La carga humana del Falcon 9

La nave Crew Dragon de SpaceX siendo preparada para el lanzamiento de Demo-2
La nave Crew Dragon pasa por su procesamiento final en Cabo Cañaveral antes del lanzamiento de Demo-2. SpaceX, dominio público, vía Wikimedia Commons

El Falcon 9 no solo lanza satélites y carga.

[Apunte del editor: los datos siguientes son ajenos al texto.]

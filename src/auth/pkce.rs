//! PKCE (RFC 7636) verifier/challenge generation

use base64::{Engine, engine::general_purpose::URL_SAFE_NO_PAD};
use rand::RngCore;
use rand::rngs::OsRng;
use sha2::{Digest, Sha256};

/// Random bytes behind each verifier; 64 bytes encode to 86 base64url chars
const VERIFIER_BYTES: usize = 64;
/// Random bytes behind each `state` parameter
const STATE_BYTES: usize = 16;

/// Shortest verifier RFC 7636 allows
pub const MIN_VERIFIER_LEN: usize = 43;
/// Longest verifier RFC 7636 allows
pub const MAX_VERIFIER_LEN: usize = 128;

/// Code challenge method
#[derive(Debug, Clone, Copy, PartialEq, Eq)]
pub enum ChallengeMethod {
    /// BASE64URL(SHA256(verifier))
    S256,
}

impl ChallengeMethod {
    /// Identifier sent as `code_challenge_method`
    #[must_use]
    pub fn as_str(&self) -> &'static str {
        match self {
            Self::S256 => "S256",
        }
    }
}

impl std::fmt::Display for ChallengeMethod {
    fn fmt(&self, f: &mut std::fmt::Formatter<'_>) -> std::fmt::Result {
        f.write_str(self.as_str())
    }
}

/// PKCE verifier and its derived challenge, generated fresh for one login attempt
#[derive(Clone, PartialEq, Eq)]
pub struct PkcePair {
    /// Code verifier (kept client-side, sent at code exchange)
    pub verifier: String,
    /// Code challenge (sent to the authorization endpoint)
    pub challenge: String,
    /// How `challenge` was derived from `verifier`
    pub method: ChallengeMethod,
}

impl std::fmt::Debug for PkcePair {
    fn fmt(&self, f: &mut std::fmt::Formatter<'_>) -> std::fmt::Result {
        f.debug_struct("PkcePair")
            .field("verifier", &"<redacted>")
            .field("challenge", &self.challenge)
            .field("method", &self.method)
            .finish()
    }
}

impl PkcePair {
    /// Generate a new pair from the operating system's CSPRNG
    #[must_use]
    pub fn generate() -> Self {
        let mut bytes = [0u8; VERIFIER_BYTES];
        OsRng.fill_bytes(&mut bytes);
        let verifier = URL_SAFE_NO_PAD.encode(bytes);
        let challenge = Self::challenge_for(&verifier);

        Self {
            verifier,
            challenge,
            method: ChallengeMethod::S256,
        }
    }

    /// Compute the S256 challenge for a verifier
    #[must_use]
    pub fn challenge_for(verifier: &str) -> String {
        let digest = Sha256::digest(verifier.as_bytes());
        URL_SAFE_NO_PAD.encode(digest)
    }

    /// Whether `challenge` is the S256 challenge of `verifier`
    #[must_use]
    pub fn matches(verifier: &str, challenge: &str) -> bool {
        Self::challenge_for(verifier) == challenge
    }
}

/// Random `state` value binding an authorization redirect to the request that started it
#[must_use]
pub fn random_state() -> String {
    let mut bytes = [0u8; STATE_BYTES];
    OsRng.fill_bytes(&mut bytes);
    URL_SAFE_NO_PAD.encode(bytes)
}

Demo-2, la misión que por primera vez llevó astronautas a bordo de la cápsula Dragon 2 del cohete, despegó el 30 de mayo de 2020 tras repetidos retrasos, abriendo un nuevo capítulo para el vehículo más allá de los satélites y las misiones de reabastecimiento a la estación.

Hasta enero de 2025, Dragon 2 mantenía un título único: la única nave de carga orbital en servicio en cualquier lugar que se reutiliza entre vuelos. Cargarle combustible antes del lanzamiento también rompe con la forma en que la NASA solía hacer las cosas: vehículos más antiguos como el Saturno V y el Transbordador Espacial cargaban sus propelentes horas antes del despegue, mucho antes de que las tripulaciones subieran a bordo, mientras que el Falcon 9 espera hasta justo antes del despegue para cargar combustible, manteniendo su oxígeno líquido superenfriado cerca de −340 °F y su queroseno enfriado cerca de 20 °F.